Hello,
I need some help with debugging a zombie process issue with my LibreNMS install. Everything was setup using the install docs. I run the dispatcher service and rrdcached. Using 5 minute polling for approximately 60 devices with plans to add more. On Monthly update cycle for stability reasons. Also integrated with smokeping.
Currently I am showing 18 zombie processes under the librenms user. They go away when I restart the librenms service only to reappear after a few hours it seems. When I run the top command, it shows the following:
Output of ps command displays the following: https://pastebin.com/sQ01jRr6
My setup is as follows:
Server: Dedicated VM instance on Linode with 4 CPU cores and 8GB RAM
OS: Ubuntu 22.04 LTS
Web Server: nginx 1.18.0
PHP-FPM: 8.1.2
Mariadb: 10.6.16
Python 3.10.12
rrdtool: 1.7.2
validate.php and daily.sh scripts return no errors: https://pastebin.com/R9L0xshC
Checked all log files (librenms.log, daily.log, maintenance.log, php8.1-fpm.log, nginx error logs) All look good with no reported errors.

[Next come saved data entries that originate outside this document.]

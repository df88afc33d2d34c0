//! # Input Form
//!
//! [`NoteForm`] holds the two text buffers of the note entry form. A UI never
//! edits a buffer directly: it proposes the whole new value, and the value is
//! committed only when every character is a letter or whitespace. A rejected
//! proposal leaves the buffer exactly as it was.
//!
//! Saving needs both buffers non-empty. An incomplete form is not an error,
//! saving it simply does nothing.

use crate::dao::NoteDao;
use crate::model::Note;
use crate::store::NoteStore;

pub const TITLE_LABEL: &str = "Title";
pub const DESCRIPTION_LABEL: &str = "Add a note";
pub const SAVE_LABEL: &str = "Save";

/// Accepts letters and whitespace only. The empty string is accepted.
///
/// Letter-numbers such as `Ⅻ` are alphabetic to Unicode but numeric too,
/// and are refused.
pub fn is_allowed_input(value: &str) -> bool {
    value.chars().all(is_letter_or_whitespace)
}

fn is_letter_or_whitespace(c: char) -> bool {
    c.is_whitespace() || (c.is_alphabetic() && !c.is_numeric())
}

#[derive(Debug, Clone, Copy, PartialEq, Eq)]
pub enum Field {
    Title,
    Description,
}

#[derive(Debug, Default, Clone, PartialEq, Eq)]
pub struct NoteForm {
    title: String,
    description: String,
}

impl NoteForm {
    pub fn new() -> Self {
        Self::default()
    }

    pub fn title(&self) -> &str {
        &self.title
    }

    pub fn description(&self) -> &str {
        &self.description
    }

    /// Commits `value` to the field if it passes [`is_allowed_input`].
    /// Returns whether the buffer was replaced.
    pub fn propose(&mut self, field: Field, value: &str) -> bool {
        if !is_allowed_input(value) {
            return false;
        }
        let buffer = match field {
            Field::Title => &mut self.title,
            Field::Description => &mut self.description,
        };
        *buffer = value.to_string();
        true
    }

    pub fn propose_title(&mut self, value: &str) -> bool {
        self.propose(Field::Title, value)
    }

    pub fn propose_description(&mut self, value: &str) -> bool {
        self.propose(Field::Description, value)
    }

    pub fn is_complete(&self) -> bool {
        !self.title.is_empty() && !self.description.is_empty()
    }

    /// Adds a new note built from the buffers and clears them.
    /// Does nothing and returns `None` unless both buffers are filled.
    pub fn save<D: NoteDao>(&mut self, store: &mut NoteStore<D>) -> Option<Note> {
        if !self.is_complete() {
            return None;
        }
        let note = Note::new(
            std::mem::take(&mut self.title),
            std::mem::take(&mut self.description),
        );
        store.add(note.clone());
        Some(note)
    }
}
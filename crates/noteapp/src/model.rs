use chrono::format::{Item, StrftimeItems};
use chrono::{DateTime, Local};
use serde::{Deserialize, Serialize};
use std::fmt::Write;
use uuid::Uuid;

/// Row date pattern, renders as "Mon, 3 Jun".
pub const DEFAULT_DATE_FORMAT: &str = "%a, %-d %b";

/// A single user-authored note.
///
/// Notes are never edited in place: removal and upserts replace the whole
/// record, so every field is set once in [`Note::new`].
#[derive(Debug, Clone, PartialEq, Eq, Serialize, Deserialize)]
pub struct Note {
    pub id: Uuid,
    pub title: String,
    pub description: String,
    pub entry_date: DateTime<Local>,
}

impl Note {
    pub fn new(title: impl Into<String>, description: impl Into<String>) -> Self {
        Self::with_entry_date(title, description, Local::now())
    }

    pub fn with_entry_date(
        title: impl Into<String>,
        description: impl Into<String>,
        entry_date: DateTime<Local>,
    ) -> Self {
        Self {
            id: Uuid::new_v4(),
            title: title.into(),
            description: description.into(),
            entry_date,
        }
    }

    /// Formats the entry date with a chrono strftime pattern.
    /// An unusable pattern falls back to [`DEFAULT_DATE_FORMAT`].
    pub fn format_entry_date(&self, pattern: &str) -> String {
        let mut out = String::new();
        if write!(out, "{}", self.entry_date.format(pattern)).is_err() {
            out.clear();
            let _ = write!(out, "{}", self.entry_date.format(DEFAULT_DATE_FORMAT));
        }
        out
    }
}

/// True when chrono can render every item of the pattern.
pub fn is_valid_date_format(pattern: &str) -> bool {
    !StrftimeItems::new(pattern).any(|item| matches!(item, Item::Error))
}
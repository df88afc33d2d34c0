use clap::{Parser, Subcommand};
use noteapp::config::StorageKind;
use noteapp::index::RowIndex;
use std::path::PathBuf;

#[derive(Parser, Debug)]
#[command(
    name = "noteapp",
    bin_name = "noteapp",
    version,
    disable_help_subcommand = true
)]
#[command(about = "Jot down short notes and tap them away", long_about = None)]
pub struct Cli {
    #[command(subcommand)]
    pub command: Option<Commands>,

    /// Where notes live for this run (memory or file)
    #[arg(long, global = true, value_parser = parse_storage, help_heading = "Options")]
    pub storage: Option<StorageKind>,

    /// Directory for notes.json (implies file storage)
    #[arg(long, global = true, value_name = "DIR", help_heading = "Options")]
    pub data_dir: Option<PathBuf>,

    /// Start without the sample notes
    #[arg(long, global = true, help_heading = "Options")]
    pub no_seed: bool,

    /// Verbose output
    #[arg(short, long, global = true, help_heading = "Options")]
    pub verbose: bool,

    /// Only log errors
    #[arg(
        short,
        long,
        global = true,
        conflicts_with = "verbose",
        help_heading = "Options"
    )]
    pub quiet: bool,
}

fn parse_storage(s: &str) -> Result<StorageKind, String> {
    s.parse().map_err(|e: noteapp::error::NoteError| e.to_string())
}

#[derive(Subcommand, Debug, PartialEq, Eq)]
pub enum Commands {
    /// Interactive session (the default)
    Session,

    /// Print the notes once
    #[command(alias = "ls")]
    List {
        /// Show how long ago each note was added
        #[arg(long)]
        relative: bool,
    },

    /// Add a note in one step
    Add {
        /// Letters and spaces only
        title: String,

        /// Letters and spaces only
        description: String,
    },

    /// Remove the note at a row number
    #[command(alias = "rm")]
    Tap {
        /// Row number as shown by `list`
        index: RowIndex,
    },

    /// Delete every note
    Clear,

    /// Show or change configuration
    Config {
        #[command(subcommand)]
        action: Option<ConfigCommands>,
    },
}

#[derive(Subcommand, Debug, PartialEq, Eq)]
pub enum ConfigCommands {
    /// Print a single value
    Get { key: String },

    /// Persist a value
    Set { key: String, value: String },
}
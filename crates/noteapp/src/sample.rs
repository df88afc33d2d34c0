//! Built-in demo content used to populate a fresh session.

use crate::model::Note;

const SAMPLE_NOTES: &[(&str, &str)] = &[
    ("A good day", "We went on a vacation by the lake"),
    ("Android Compose", "Working on the Compose course today"),
    ("Keep at it", "Sometimes things just happen"),
    ("A movie day", "Watching a movie with family today"),
    ("Weekend plans", "Hiking up the hill with friends"),
    ("Reading list", "Finish the novel before the library wants it back"),
    ("Garden", "Water the tomatoes and pick some basil"),
];

/// Source of the pre-populated notes a session starts with.
#[derive(Debug, Default, Clone, Copy)]
pub struct SampleDataSource;

impl SampleDataSource {
    pub fn new() -> Self {
        Self
    }

    /// Returns the demo notes in display order. Never empty, never fails.
    pub fn load_notes(&self) -> Vec<Note> {
        SAMPLE_NOTES
            .iter()
            .map(|(title, description)| Note::new(*title, *description))
            .collect()
    }
}
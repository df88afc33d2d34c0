use crate::commands::{CmdMessage, CmdResult};
use crate::dao::NoteDao;
use crate::store::NoteStore;

pub fn run<D: NoteDao>(store: &mut NoteStore<D>) -> CmdResult {
    let removed = store.list().to_vec();
    store.clear();

    let mut result = CmdResult::default();
    if !removed.is_empty() {
        result.add_message(CmdMessage::success(format!(
            "Deleted {} note{}",
            removed.len(),
            if removed.len() == 1 { "" } else { "s" }
        )));
    }
    result.with_affected_notes(removed)
}
//! # Rendering Module
//!
//! Turns library results into terminal text. Every function here returns a
//! `String` and never prints, so output can be asserted on directly.
//!
//! Layout calculations (width, truncation, padding) run on plain text first;
//! styles are applied to the finished pieces afterwards, so escape codes never
//! throw off the column math.
//!
//! The screen is drawn top to bottom:
//!
//! ```text
//!  Note App                                              🔔
//!   Title       Groceries
//!   Add a note  (empty)
//!   [ Save ]
//! ────────────────────────────────────────────────────────────
//!   1. A good day                                   Mon, 3 Jun
//!      We went on a vacation by the lake
//! ```

use super::styles::{names, NOTE_THEME};
use chrono::{DateTime, Local};
use noteapp::api::{CmdMessage, MessageLevel};
use noteapp::config::NoteAppConfig;
use noteapp::form::{NoteForm, DESCRIPTION_LABEL, SAVE_LABEL, TITLE_LABEL};
use noteapp::index::DisplayNote;
use timeago::Formatter;
use unicode_width::{UnicodeWidthChar, UnicodeWidthStr};

pub const APP_NAME: &str = "Note App";
pub const NOTIFICATION_MARKER: &str = "🔔";
pub const EMPTY_FIELD: &str = "(empty)";
pub const EMPTY_LIST: &str = "No notes yet.";

const INDEX_WIDTH: usize = 5;
const FORM_INDENT: &str = "  ";

#[derive(Debug, Clone, PartialEq, Eq)]
pub struct ViewOptions {
    pub line_width: usize,
    pub date_format: String,
    pub use_color: bool,
    pub relative_dates: bool,
}

impl ViewOptions {
    pub fn from_config(config: &NoteAppConfig, use_color: bool) -> Self {
        Self {
            line_width: config.line_width,
            date_format: config.date_format.clone(),
            use_color,
            relative_dates: false,
        }
    }

    fn paint(&self, style: &str, text: &str) -> String {
        NOTE_THEME.paint(style, text, self.use_color)
    }
}

/// The whole screen: app bar, form, divider and note rows.
pub fn render_screen(form: &NoteForm, notes: &[DisplayNote], opts: &ViewOptions) -> String {
    let mut out = String::new();
    out.push_str(&render_app_bar(opts));
    out.push_str(&render_form(form, opts));
    out.push_str(&render_divider(opts));
    out.push_str(&render_note_list(notes, opts));
    out
}

pub fn render_app_bar(opts: &ViewOptions) -> String {
    let left = format!(" {}", APP_NAME);
    let right = format!("{} ", NOTIFICATION_MARKER);
    let gap = opts
        .line_width
        .saturating_sub(left.width() + right.width());
    let bar = format!("{}{}{}", left, " ".repeat(gap), right);
    format!("{}\n", opts.paint(names::APP_BAR, &bar))
}

pub fn render_form(form: &NoteForm, opts: &ViewOptions) -> String {
    let label_width = TITLE_LABEL.width().max(DESCRIPTION_LABEL.width()) + 2;
    let value_width = opts
        .line_width
        .saturating_sub(FORM_INDENT.len() + label_width);

    let mut out = String::new();
    for (label, value) in [
        (TITLE_LABEL, form.title()),
        (DESCRIPTION_LABEL, form.description()),
    ] {
        let padded_label = format!("{:<width$}", label, width = label_width);
        let shown = if value.is_empty() {
            opts.paint(names::PLACEHOLDER, EMPTY_FIELD)
        } else {
            opts.paint(names::FIELD, &truncate_to_width(value, value_width))
        };
        out.push_str(&format!(
            "{}{}{}\n",
            FORM_INDENT,
            opts.paint(names::LABEL, &padded_label),
            shown
        ));
    }
    out.push_str(&format!(
        "{}{}\n",
        FORM_INDENT,
        opts.paint(names::BUTTON, &format!("[ {} ]", SAVE_LABEL))
    ));
    out
}

pub fn render_divider(opts: &ViewOptions) -> String {
    format!("{}\n", opts.paint(names::DIVIDER, &"─".repeat(opts.line_width)))
}

/// One entry per note: the title line carries the index and the date, the
/// description sits underneath.
pub fn render_note_list(notes: &[DisplayNote], opts: &ViewOptions) -> String {
    if notes.is_empty() {
        return format!("{}{}\n", FORM_INDENT, opts.paint(names::MUTED, EMPTY_LIST));
    }

    let mut out = String::new();
    for dn in notes {
        let index = format!("{:>3}. ", dn.index);
        let date = if opts.relative_dates {
            format_time_ago(dn.note.entry_date)
        } else {
            dn.note.format_entry_date(&opts.date_format)
        };

        // Title and date share the first line with at least one space between
        let available = opts
            .line_width
            .saturating_sub(INDEX_WIDTH + date.width() + 1);
        let title = truncate_to_width(&dn.note.title, available);
        let padding = " ".repeat(available.saturating_sub(title.width()) + 1);

        out.push_str(&format!(
            "{}{}{}{}\n",
            opts.paint(names::ROW_INDEX, &index),
            opts.paint(names::ROW_TITLE, &title),
            padding,
            opts.paint(names::ROW_DATE, &date)
        ));

        let description = truncate_to_width(
            &dn.note.description,
            opts.line_width.saturating_sub(INDEX_WIDTH),
        );
        out.push_str(&format!(
            "{}{}\n",
            " ".repeat(INDEX_WIDTH),
            opts.paint(names::ROW_DESCRIPTION, &description)
        ));
    }
    out
}

pub fn render_messages(messages: &[CmdMessage], opts: &ViewOptions) -> String {
    let mut out = String::new();
    for message in messages {
        let style = match message.level {
            MessageLevel::Info => names::INFO,
            MessageLevel::Success => names::SUCCESS,
            MessageLevel::Warning => names::WARNING,
        };
        out.push_str(&opts.paint(style, &message.content));
        out.push('\n');
    }
    out
}

fn truncate_to_width(s: &str, max_width: usize) -> String {
    if s.width() <= max_width {
        return s.to_string();
    }

    let mut result = String::new();
    let mut current_width = 0;

    for c in s.chars() {
        let char_width = c.width().unwrap_or(0);
        if current_width + char_width > max_width.saturating_sub(1) {
            result.push('…');
            return result;
        }
        result.push(c);
        current_width += char_width;
    }

    result
}

fn format_time_ago(timestamp: DateTime<Local>) -> String {
    let duration = Local::now().signed_duration_since(timestamp);
    Formatter::new().convert(duration.to_std().unwrap_or_default())
}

Here are my conf files for php-fpm and nginx: https://pastebin.com/jMsKN4Y6
I hope I have provided enough info here for someone to assist. If there is something more that you require, please let me know and I’ll post it. I’ve spent almost 2 weeks trying to debug this with no success. A google search on the issue doesn’t return much except one other article on defunct processes that suggests it’s an issue with PHP that the developers won’t fix. Another user posted a possible solution but not quite sure that I understand it or if it pertains to my issue.
The server seems to run normally and I am not getting any gateway timeouts. Devices appear to poll normally and graphs are displaying.
Thanks in advance for the help.
Jaysen